Essentially, the "corrections" industry makes money by putting people behind bars for the government. Following the logic of the market, prison companies turn more profit with more people in jail. Stricter laws, longer sentencing and new categories of criminality are all positive signs in this "growth industry." Prison profiteers may be filling a dubious public need for more jails, but at the same time, they are driving expansion by creating the beds and then forcing the public to fill them. It's the old story of, "If we build it, they will come."

Case in point: Laredo, Texas. The Laredo area could soon be the site for an immigrant "superjail" with beds for 2,800 people, making it the largest private prison facility in the country.

The U.S. Marshals Service isĀ asking companies to submit bids on building a prison that must be located within a 50-mile radius of a new federal courthouse in Laredo. Wackenhut Corporation, which boasts 21 percent of the private prison business in the United States, is collaborating with Webb County officials on one such proposal. Although the details are sketchy at this point, it appears Wackenhut is following a strategy used in deals inked with other counties in South and West Texas. The company identifies an economically impoverished area and assaults its leadership with promises of jobs, money and rejuvenation if only they will sign on the dotted line. Many Texas towns, stricken with permanent hard times from the demise of the agriculture and oil economy jump at the opportunity. The town I grew up in - Yorktown, Texas - even had a sign at the city limits which read, "Yorktown, Texas. A Great Place to Live. Where Your Neighbors Still Care. The Heart of Future State Prison Expansion."

The truth of the matter is that many jails are built on speculation, with the hope that prisoners may materialize to fill the beds. And if they don't, the fine print of the contract guarantees that the local government suffers, not the company. In short, risk is socialized while profit is privatized.

For example, Reeves County in West Texas is at extreme risk of defaulting on their $40 million bond note because they are unable to fill their jail. In this county of 15,000 people, such a loss would devastate the economy, perhaps permanently. Things have gotten so bad that the county has hired Tom DeLay's brother to lobby in Washington for more prisoners. Such the twisted logic of the industry goes.

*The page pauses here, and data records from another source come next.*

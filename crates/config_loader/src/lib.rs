//! # Config Loader
//!
//! Loads the pipeline configuration.
//!
//! Responsibilities:
//! - Parse TOML/JSON configuration files
//! - Validate configuration legality
//! - Produce a `PipelineBlueprint`
//!
//! # Example
//!
//! ```no_run
//! use config_loader::ConfigLoader;
//! use std::path::Path;
//!
//! let blueprint = ConfigLoader::load_from_path(Path::new("pipeline.toml")).unwrap();
//! println!("Sinks: {}", blueprint.sinks.len());
//! ```

mod parser;
mod validator;

pub use contracts::PipelineBlueprint;
pub use parser::ConfigFormat;

use contracts::ContractError;
use std::path::Path;
use tracing::warn;

/// Configuration loader
///
/// Provides static methods to load configuration from files or strings.
pub struct ConfigLoader;

impl ConfigLoader {
    /// Load configuration from file path
    ///
    /// Automatically detects format from file extension (.toml / .json).
    ///
    /// # Errors
    /// - File read failure
    /// - Unsupported format
    /// - Parse failure
    /// - Validation failure
    pub fn load_from_path(path: &Path) -> Result<PipelineBlueprint, ContractError> {
        let format = Self::detect_format(path)?;
        let content = Self::read_file(path)?;
        Self::load_from_str(&content, format)
    }

    /// Load configuration from string
    ///
    /// Warnings are logged, not returned; see [`ConfigLoader::warnings`].
    pub fn load_from_str(
        content: &str,
        format: ConfigFormat,
    ) -> Result<PipelineBlueprint, ContractError> {
        let blueprint = Self::parse_and_validate(content, format)?;
        for warning in validator::warnings(&blueprint) {
            warn!(warning = %warning, "Suspicious configuration");
        }
        Ok(blueprint)
    }

    /// Legal but suspicious settings in `blueprint`
    pub fn warnings(blueprint: &PipelineBlueprint) -> Vec<String> {
        validator::warnings(blueprint)
    }

    /// Serialize PipelineBlueprint to TOML string
    pub fn to_toml(blueprint: &PipelineBlueprint) -> Result<String, ContractError> {
        toml::to_string_pretty(blueprint)
            .map_err(|e| ContractError::config_parse(format!("TOML serialize error: {e}")))
    }

    /// Serialize PipelineBlueprint to JSON string
    pub fn to_json(blueprint: &PipelineBlueprint) -> Result<String, ContractError> {
        serde_json::to_string_pretty(blueprint)
            .map_err(|e| ContractError::config_parse(format!("JSON serialize error: {e}")))
    }
}

impl ConfigLoader {
    /// Infer configuration format from file extension
    fn detect_format(path: &Path) -> Result<ConfigFormat, ContractError> {
        let ext = path.extension().and_then(|e| e.to_str()).ok_or_else(|| {
            ContractError::config_parse("cannot determine file format from extension")
        })?;

        ConfigFormat::from_extension(ext).ok_or_else(|| {
            ContractError::config_parse(format!("unsupported config format: .{ext}"))
        })
    }

    fn read_file(path: &Path) -> Result<String, ContractError> {
        Ok(std::fs::read_to_string(path)?)
    }

    fn parse_and_validate(
        content: &str,
        format: ConfigFormat,
    ) -> Result<PipelineBlueprint, ContractError> {
        let blueprint = parser::parse(content, format)?;
        validator::validate(&blueprint)?;
        Ok(blueprint)
    }
}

Like much of politics in Laredo, things look mighty incestuous between the government and company officials. Wackenhut's attorney in the deal is Carlos Zaffirini, husband of state Senator Judith Zaffirini, D-Laredo, who is known as a "tough-on-crime" Democrat. Furthermore, Mr. Zaffirini is attorney for County Judge Louis Bruni who oversees the County Commissioner's Court. The members of this court have reinstated themselves as a Public Facility Corporation in order to issue revenue bonds to finance the superjail. The corporation, unlike the court, can issue bonds without a public referendum based on potential profits from the jail, which means that in the event of a default, the county would be responsible, not Wackenhut. Tellingly, Bruni told the Laredo Times that Wackenhut was the only private prison company to "visit us" about a proposal.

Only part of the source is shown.